> [Your goal]
The records below must be copied out completely and exactly.

(Dataset entries)
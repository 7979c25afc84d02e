// Copyright (c) 2025 Encore Contributors. All rights reserved.
// SPDX-License-Identifier: Proprietary

//! HTTP route handlers.

pub mod health;
pub mod members;
pub mod seats;
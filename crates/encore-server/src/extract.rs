// Copyright (c) 2025 Encore Contributors. All rights reserved.
// SPDX-License-Identifier: Proprietary

//! Request extractors.

use axum::extract::FromRequestParts;
use axum::http::{header, request::Parts};
use encore_server_members::Member;

use crate::api::AppState;
use crate::error::ServerError;

/// The member authenticated by the request's bearer access token.
///
/// Rejects with 401 when the header is missing, the token is invalid or
/// expired, a refresh token is presented in place of an access token, or
/// the subject no longer exists.
pub struct AuthMember(pub Member);

impl FromRequestParts<AppState> for AuthMember {
	type Rejection = ServerError;

	async fn from_request_parts(
		parts: &mut Parts,
		state: &AppState,
	) -> Result<Self, Self::Rejection> {
		let jwt = state
			.jwt
			.as_ref()
			.ok_or_else(|| ServerError::Unauthorized("sessions not configured".to_string()))?;

		let token = parts
			.headers
			.get(header::AUTHORIZATION)
			.and_then(|v| v.to_str().ok())
			.and_then(|v| v.strip_prefix("Bearer "))
			.ok_or_else(|| ServerError::Unauthorized("missing bearer token".to_string()))?;

		let claims = jwt
			.decode_access(token)
			.map_err(|e| ServerError::Unauthorized(format!("invalid access token: {e}")))?;

		let member = state
			.members
			.find_by_email(&claims.sub)
			.await?
			.ok_or_else(|| ServerError::Unauthorized("unknown member".to_string()))?;

		Ok(AuthMember(member))
	}
}
// Copyright (c) 2025 Encore Contributors. All rights reserved.
// SPDX-License-Identifier: Proprietary

//! Health check HTTP handler.

use axum::{extract::State, http::StatusCode, response::IntoResponse, Json};
use serde::Serialize;

use crate::api::AppState;

#[derive(Debug, Serialize)]
pub struct HealthResponse {
	pub status: &'static str,
	pub timestamp: String,
	pub database: &'static str,
}

/// GET /health - liveness probe with a database ping.
pub async fn health_check(State(state): State<AppState>) -> impl IntoResponse {
	let database = match sqlx::query("SELECT 1").execute(&state.pool).await {
		Ok(_) => "up",
		Err(e) => {
			tracing::error!(error = %e, "health check database ping failed");
			"down"
		}
	};

	let status = if database == "up" { "healthy" } else { "unhealthy" };
	let http_status = if database == "up" {
		StatusCode::OK
	} else {
		StatusCode::SERVICE_UNAVAILABLE
	};

	(
		http_status,
		Json(HealthResponse {
			status,
			timestamp: chrono::Utc::now().to_rfc3339(),
			database,
		}),
	)
}
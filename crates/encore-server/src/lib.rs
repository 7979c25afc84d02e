// Copyright (c) 2025 Encore Contributors. All rights reserved.
// SPDX-License-Identifier: Proprietary

//! Encore seat reservation HTTP server.
//!
//! This crate wires the member directory, Kakao login, session issuance,
//! and venue seat APIs into an axum application.

pub mod api;
pub mod api_response;
pub mod auth_flow;
pub mod error;
pub mod extract;
pub mod routes;

pub use api::{create_app_state, create_router, AppState};
pub use auth_flow::KakaoLoginService;
pub use encore_server_config::ServerConfig;
pub use error::ServerError;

> [Exercise output]
repository 7979c25afc84d02e
// Copyright (c) 2025 Encore Contributors. All rights reserved.
// SPDX-License-Identifier: Proprietary

//! HTTP route handlers.

pub mod health;
pub mod members;
pub mod seats;
filename crates/encore-server/src/extract.rs
// Copyright (c) 2025 Encore Contributors. All rights reserved.
// SPDX-License-Identifier: Proprietary

//! Request extractors.

use axum::extract::FromRequestParts;
use axum::http::{header, request::Parts};
use encore_server_members::Member;

use crate::api::AppState;
use crate::error::ServerError;

/// The member authenticated by the request's bearer access token.
///
/// Rejects with 401 when the header is missing, the token is invalid or
/// expired, a refresh token is presented in place of an access token, or
/// the subject no longer exists.
pub struct AuthMember(pub Member);

impl FromRequestParts<AppState> for AuthMember {
	type Rejection = ServerError;

	async fn from_request_parts(
		parts: &mut Parts,
		state: &AppState,
	) -> Result<Self, Self::Rejection> {
		let jwt = state
			.jwt
			.as_ref()
			.ok_or_else(|| ServerError::Unauthorized("sessions not configured".to_string()))?;

		let token = parts
			.headers
			.get(header::AUTHORIZATION)
			.and_then(|v| v.to_str().ok())
			.and_then(|v| v.strip_prefix("Bearer "))
			.ok_or_else(|| ServerError::Unauthorized("missing bearer token".to_string()))?;

		let claims = jwt
			.decode_access(token)
			.map_err(|e| ServerError::Unauthorized(format!("invalid access token: {e}")))?;

		let member = state
			.members
			.find_by_email(&claims.sub)
			.await?
			.ok_or_else(|| ServerError::Unauthorized("unknown member".to_string()))?;

		Ok(AuthMember(member))
	}
}
// Copyright (c) 2025 Encore Contributors. All rights reserved.
// SPDX-License-Identifier: Proprietary

//! Health check HTTP handler.

use axum::{extract::State, http::StatusCode, response::IntoResponse, Json};
use serde::Serialize;

use crate::api::AppState;

#[derive(Debug, Serialize)]
pub struct HealthResponse {
	pub status: &'static str,
	pub timestamp: String,
	pub database: &'static str,
}

/// GET /health - liveness probe with a database ping.
pub async fn health_check(State(state): State<AppState>) -> impl IntoResponse {
	let database = match sqlx::query("SELECT 1").execute(&state.pool).await {
		Ok(_) => "up",
		Err(e) => {
			tracing::error!(error = %e, "health check database ping failed");
			"down"
		}
	};

	let status = if database == "up" { "healthy" } else { "unhealthy" };
	let http_status = if database == "up" {
		StatusCode::OK
	} else {
		StatusCode::SERVICE_UNAVAILABLE
	};

	(
		http_status,
		Json(HealthResponse {
			status,
			timestamp: chrono::Utc::now().to_rfc3339(),
			database,
		}),
	)
}
filename crates/encore-server/src/lib.rs
repository 7979c25afc84d02e
// Copyright (c) 2025 Encore Contributors. All rights reserved.
// SPDX-License-Identifier: Proprietary

//! Encore seat reservation HTTP server.
//!
//! This crate wires the member directory, Kakao login, session issuance,
//! and venue seat APIs into an axum application.

pub mod api;
pub mod api_response;
pub mod auth_flow;
pub mod error;
pub mod extract;
pub mod routes;

pub use api::{create_app_state, create_router, AppState};
pub use auth_flow::KakaoLoginService;
pub use encore_server_config::ServerConfig;
pub use error::ServerError;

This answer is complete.